Вот так парни и развлекаются. Я имею в виду шутки, а не ломание костей.

Через главный не пошли, там сейчас Наталья, а ей такое лучше не видеть, так что направились к служебному.

– На кухне есть еще кто?

– Не, пусто пока.

– Тогда тащите, хомяки, куда обычно тащите.

– Господин, может, договоримся все-таки? Мы ведь вас знать не знаем и здесь случайно оказались. – Я лишь помахал рукой, показывая, чтобы парни поторапливались. – Господин! За что? Пощадите, господин! – стал упираться этот придурок.

– Эти в высшей степени благородные господа объяснят тебе и твоему другу, что к чему. И если ты, наконец, заткнешься и не будешь сопротивляться, то скорей всего даже калекой не станешь. Все, тащите их.

– Господи-и-ин!

Вот дурак-человек. Видать, нехило его жизнь потрепала, если он думает, что мне здесь трупы нужны. Или по себе судит. Лучше, конечно, первое, но скорей всего второе.

В зале тетя Наташа все еще обрабатывала ушибы Казуки. Тот шипел и кривился, но вырваться не пытался. Подойдя к ним, словил резкий вопрос.

– Кто это сделал? – спросила меня женщина.

На что Казуки вильнул взглядом. Ясно с ним все.

– Упал он.

– Я серьезно, Синдзи. После такого надо обращаться в полицию. Сначала в больницу, а потом в полицию. А этот мальчишка молчит, как партизан. Все упал да упал.

– Ну а вы как думаете, теть Наташ? – спросил я по-русски. – Мужчина не может проявлять слабости и жаловаться даже столь красивым женщинам, – попытался я убрать серьезность из ее голоса.

– Он ребенок!

Не получилось.

– И, судя по поведению и словам, не только.

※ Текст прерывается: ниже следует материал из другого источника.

//! Technical indicator types.
//!
//! - `IndicatorKind`: every series a condition can reference (indicators,
//!   price fields, calendar fields)
//! - `IndicatorConfig`: kind + parameters; its canonical form is the
//!   memoization key
//! - `IndicatorSeries`: per-bar values aligned 1:1 with the candles
//! - `IndicatorSet`: the computed series of one run, keyed by canonical config

pub mod atr;
pub mod bollinger;
pub mod ema;
pub mod macd;
pub mod price;
pub mod rsi;
pub mod seasonal;
pub mod sma;
pub mod stochastic;

use chrono::NaiveDate;
use serde::{Deserialize, Serialize};
use std::collections::HashMap;
use std::fmt;

use crate::domain::candle::Candle;

#[derive(Debug, Clone, Copy, PartialEq, Eq, Hash, Serialize, Deserialize)]
#[serde(rename_all = "SCREAMING_SNAKE_CASE")]
pub enum IndicatorKind {
    Sma,
    Ema,
    Rsi,
    Macd,
    MacdSignal,
    MacdHistogram,
    BbUpper,
    BbMiddle,
    BbLower,
    Atr,
    StochK,
    StochD,
    Open,
    High,
    Low,
    Close,
    Volume,
    PrevHigh,
    PrevLow,
    Aux,
    CprPivot,
    CprBc,
    CprTc,
    Month,
    DayOfMonth,
    DayOfYear,
    DaysToEvent,
    DaysFromEvent,
    InEventWindow,
    FavorableMonth,
}

impl IndicatorKind {
    /// Kinds whose `period` is a window length.
    pub fn uses_period(self) -> bool {
        matches!(
            self,
            IndicatorKind::Sma
                | IndicatorKind::Ema
                | IndicatorKind::Rsi
                | IndicatorKind::BbUpper
                | IndicatorKind::BbMiddle
                | IndicatorKind::BbLower
                | IndicatorKind::Atr
                | IndicatorKind::StochK
                | IndicatorKind::StochD
                | IndicatorKind::InEventWindow
        )
    }

    /// Kinds fed by a configurable price source.
    pub fn uses_source(self) -> bool {
        matches!(
            self,
            IndicatorKind::Sma
                | IndicatorKind::Ema
                | IndicatorKind::Rsi
                | IndicatorKind::Macd
                | IndicatorKind::MacdSignal
                | IndicatorKind::MacdHistogram
                | IndicatorKind::BbUpper
                | IndicatorKind::BbMiddle
                | IndicatorKind::BbLower
        )
    }

    pub fn uses_event(self) -> bool {
        matches!(
            self,
            IndicatorKind::DaysToEvent | IndicatorKind::DaysFromEvent | IndicatorKind::InEventWindow
        )
    }

    pub fn is_macd(self) -> bool {
        matches!(
            self,
            IndicatorKind::Macd | IndicatorKind::MacdSignal | IndicatorKind::MacdHistogram
        )
    }

    pub fn name(self) -> &'static str {
        match self {
            IndicatorKind::Sma => "SMA",
            IndicatorKind::Ema => "EMA",
            IndicatorKind::Rsi => "RSI",
            IndicatorKind::Macd => "MACD",
            IndicatorKind::MacdSignal => "MACD_SIGNAL",
            IndicatorKind::MacdHistogram => "MACD_HISTOGRAM",
            IndicatorKind::BbUpper => "BB_UPPER",
            IndicatorKind::BbMiddle => "BB_MIDDLE",
            IndicatorKind::BbLower => "BB_LOWER",
            IndicatorKind::Atr => "ATR",
            IndicatorKind::StochK => "STOCH_K",
            IndicatorKind::StochD => "STOCH_D",
            IndicatorKind::Open => "OPEN",
            IndicatorKind::High => "HIGH",
            IndicatorKind::Low => "LOW",
            IndicatorKind::Close => "CLOSE",
            IndicatorKind::Volume => "VOLUME",
            IndicatorKind::PrevHigh => "PREV_HIGH",
            IndicatorKind::PrevLow => "PREV_LOW",
            IndicatorKind::Aux => "AUX",
            IndicatorKind::CprPivot => "CPR_PIVOT",
            IndicatorKind::CprBc => "CPR_BC",
            IndicatorKind::CprTc => "CPR_TC",
            IndicatorKind::Month => "MONTH",
            IndicatorKind::DayOfMonth => "DAY_OF_MONTH",
            IndicatorKind::DayOfYear => "DAY_OF_YEAR",
            IndicatorKind::DaysToEvent => "DAYS_TO_EVENT",
            IndicatorKind::DaysFromEvent => "DAYS_FROM_EVENT",
            IndicatorKind::InEventWindow => "IN_EVENT_WINDOW",
            IndicatorKind::FavorableMonth => "FAVORABLE_MONTH",
        }
    }
}

/// Which candle field feeds a source-driven indicator.
#[derive(Debug, Clone, Copy, Default, PartialEq, Eq, Hash, Serialize, Deserialize)]
#[serde(rename_all = "lowercase")]
pub enum PriceSource {
    Open,
    High,
    Low,
    #[default]
    Close,
    Volume,
    Hl2,
    Hlc3,
}

impl PriceSource {
    pub fn extract(self, candle: &Candle) -> f64 {
        match self {
            PriceSource::Open => candle.open,
            PriceSource::High => candle.high,
            PriceSource::Low => candle.low,
            PriceSource::Close => candle.close,
            PriceSource::Volume => candle.volume,
            PriceSource::Hl2 => candle.median_price(),
            PriceSource::Hlc3 => candle.typical_price(),
        }
    }

    pub fn name(self) -> &'static str {
        match self {
            PriceSource::Open => "open",
            PriceSource::High => "high",
            PriceSource::Low => "low",
            PriceSource::Close => "close",
            PriceSource::Volume => "volume",
            PriceSource::Hl2 => "hl2",
            PriceSource::Hlc3 => "hlc3",
        }
    }
}

#[derive(Debug, Clone, Copy, PartialEq, Eq, Hash, Serialize, Deserialize)]
pub struct MacdPeriods {
    pub fast: usize,
    pub slow: usize,
    pub signal: usize,
}

impl Default for MacdPeriods {
    fn default() -> Self {
        MacdPeriods {
            fast: macd::DEFAULT_FAST,
            slow: macd::DEFAULT_SLOW,
            signal: macd::DEFAULT_SIGNAL,
        }
    }
}

/// Largest window or event half-width accepted for any indicator.
pub const MAX_PERIOD: usize = 100_000;

#[derive(Debug, Clone, PartialEq, Eq, Hash, Serialize, Deserialize)]
pub struct IndicatorConfig {
    #[serde(rename = "type")]
    pub kind: IndicatorKind,
    #[serde(default)]
    pub period: usize,
    #[serde(default)]
    pub source: PriceSource,
    #[serde(default, skip_serializing_if = "Option::is_none")]
    pub event: Option<String>,
    #[serde(default, skip_serializing_if = "Option::is_none")]
    pub macd: Option<MacdPeriods>,
}

impl IndicatorConfig {
    pub fn new(kind: IndicatorKind, period: usize) -> Self {
        IndicatorConfig {
            kind,
            period,
            source: PriceSource::Close,
            event: None,
            macd: None,
        }
    }

    pub fn field(kind: IndicatorKind) -> Self {
        Self::new(kind, 0)
    }

    pub fn with_source(mut self, source: PriceSource) -> Self {
        self.source = source;
        self
    }

    pub fn with_event(mut self, event: &str) -> Self {
        self.event = Some(event.to_string());
        self
    }

    pub fn with_macd(mut self, fast: usize, slow: usize, signal: usize) -> Self {
        self.macd = Some(MacdPeriods { fast, slow, signal });
        self
    }

    /// Drop every parameter the kind ignores so that configs which compute
    /// the same series compare equal.
    pub fn canonical(&self) -> IndicatorConfig {
        let kind = self.kind;
        IndicatorConfig {
            kind,
            period: if kind.uses_period() { self.period } else { 0 },
            source: if kind.uses_source() {
                self.source
            } else {
                PriceSource::Close
            },
            event: if kind.uses_event() {
                self.event.as_ref().map(|e| e.trim().to_lowercase())
            } else {
                None
            },
            macd: if kind.is_macd() {
                Some(self.macd.unwrap_or_default())
            } else {
                None
            },
        }
    }

    pub fn macd_periods(&self) -> MacdPeriods {
        self.macd.unwrap_or_default()
    }

    /// Reason this config cannot be computed, if any.
    pub fn check(&self) -> Result<(), String> {
        let kind = self.kind;
        if kind.uses_period() && kind != IndicatorKind::InEventWindow && self.period == 0 {
            return Err(format!("{} needs a period of at least 1", kind.name()));
        }
        if kind.uses_period() && self.period > MAX_PERIOD {
            return Err(format!("{} period exceeds {MAX_PERIOD}", kind.name()));
        }
        if kind.is_macd() {
            let p = self.macd_periods();
            if p.fast == 0 || p.slow == 0 || p.signal == 0 {
                return Err("MACD periods must all be at least 1".to_string());
            }
            if p.fast.max(p.slow).max(p.signal) > MAX_PERIOD {
                return Err(format!("MACD periods must not exceed {MAX_PERIOD}"));
            }
        }
        if kind.uses_event() {
            match &self.event {
                Some(e) if !e.trim().is_empty() => {}
                _ => return Err(format!("{} needs an event name", kind.name())),
            }
        }
        Ok(())
    }

    /// Number of leading bars for which the series is unavailable.
    pub fn warmup(&self) -> usize {
        let n = self.period;
        match self.kind {
            IndicatorKind::Sma
            | IndicatorKind::Ema
            | IndicatorKind::BbUpper
            | IndicatorKind::BbMiddle
            | IndicatorKind::BbLower
            | IndicatorKind::Atr
            | IndicatorKind::StochK => n.saturating_sub(1),
            IndicatorKind::StochD => n.saturating_sub(1).saturating_add(stochastic::D_PERIOD - 1),
            IndicatorKind::Rsi => n,
            IndicatorKind::Macd => {
                let p = self.macd_periods();
                p.fast.max(p.slow).saturating_sub(1)
            }
            IndicatorKind::MacdSignal | IndicatorKind::MacdHistogram => {
                let p = self.macd_periods();
                p.fast
                    .max(p.slow)
                    .saturating_sub(1)
                    .saturating_add(p.signal.saturating_sub(1))
            }
            IndicatorKind::PrevHigh
            | IndicatorKind::PrevLow
            | IndicatorKind::CprPivot
            | IndicatorKind::CprBc
            | IndicatorKind::CprTc => 1,
            IndicatorKind::Open
            | IndicatorKind::High
            | IndicatorKind::Low
            | IndicatorKind::Close
            | IndicatorKind::Volume
            | IndicatorKind::Aux
            | IndicatorKind::Month
            | IndicatorKind::DayOfMonth
            | IndicatorKind::DayOfYear
            | IndicatorKind::DaysToEvent
            | IndicatorKind::DaysFromEvent
            | IndicatorKind::InEventWindow
            | IndicatorKind::FavorableMonth => 0,
        }
    }
}

impl fmt::Display for IndicatorConfig {
    fn fmt(&self, f: &mut fmt::Formatter<'_>) -> fmt::Result {
        let c = self.canonical();
        let name = c.kind.name();
        let event = c.event.as_deref().unwrap_or("?");
        match c.kind {
            k if k.is_macd() => {
                let p = c.macd_periods();
                write!(
                    f,
                    "{}({},{},{},{})",
                    name,
                    p.fast,
                    p.slow,
                    p.signal,
                    c.source.name()
                )
            }
            IndicatorKind::InEventWindow => write!(f, "{}({},{})", name, c.period, event),
            IndicatorKind::DaysToEvent | IndicatorKind::DaysFromEvent => {
                write!(f, "{}({})", name, event)
            }
            k if k.uses_source() => write!(f, "{}({},{})", name, c.period, c.source.name()),
            k if k.uses_period() => write!(f, "{}({})", name, c.period),
            _ => write!(f, "{}", name),
        }
    }
}

#[derive(Debug, Clone, Copy, PartialEq)]
pub struct IndicatorPoint {
    pub date: NaiveDate,
    pub valid: bool,
    pub value: f64,
}

impl IndicatorPoint {
    pub fn available(date: NaiveDate, value: f64) -> Self {
        IndicatorPoint {
            date,
            valid: value.is_finite(),
            value,
        }
    }

    pub fn unavailable(date: NaiveDate) -> Self {
        IndicatorPoint {
            date,
            valid: false,
            value: 0.0,
        }
    }
}

/// Pair each candle with an optional value; `None` marks warmup.
pub fn to_points(candles: &[Candle], values: &[Option<f64>]) -> Vec<IndicatorPoint> {
    candles
        .iter()
        .zip(values)
        .map(|(c, v)| match v {
            Some(v) => IndicatorPoint::available(c.date, *v),
            None => IndicatorPoint::unavailable(c.date),
        })
        .collect()
}

#[derive(Debug, Clone)]
pub struct IndicatorSeries {
    pub config: IndicatorConfig,
    pub values: Vec<IndicatorPoint>,
}

impl IndicatorSeries {
    pub fn value_at(&self, index: usize) -> Option<f64> {
        self.values
            .get(index)
            .filter(|p| p.valid)
            .map(|p| p.value)
    }

    pub fn first_valid(&self) -> Option<usize> {
        self.values.iter().position(|p| p.valid)
    }
}

/// Computed series of one run. Built once, read-only afterwards; safe to
/// share across threads behind a reference.
#[derive(Debug, Clone, Default)]
pub struct IndicatorSet {
    series: HashMap<IndicatorConfig, IndicatorSeries>,
}

impl IndicatorSet {
    pub fn new() -> Self {
        Self::default()
    }

    pub fn insert(&mut self, mut series: IndicatorSeries) {
        let key = series.config.canonical();
        series.config = key.clone();
        self.series.insert(key, series);
    }

    pub fn get(&self, config: &IndicatorConfig) -> Option<&IndicatorSeries> {
        self.series.get(&config.canonical())
    }

    pub fn contains(&self, config: &IndicatorConfig) -> bool {
        self.get(config).is_some()
    }

    pub fn value_at(&self, config: &IndicatorConfig, index: usize) -> Option<f64> {
        self.get(config).and_then(|s| s.value_at(index))
    }

    pub fn len(&self) -> usize {
        self.series.len()
    }

    pub fn is_empty(&self) -> bool {
        self.series.is_empty()
    }

    pub fn iter(&self) -> impl Iterator<Item = &IndicatorSeries> {
        self.series.values()
    }
}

Отвернувшись обратно к замершему мальчику, Наталья уже ворчливо задала мне вопрос:

– Я надеюсь, ты не оставишь без внимания то, что здесь ходят какие-то отморозки?

– Он упал, теть Наташ.

– Синдзи!

«Вот почему-то вне квартала Кояма и школы меня не воспринимают как взрослого», – меланхолично подумал я.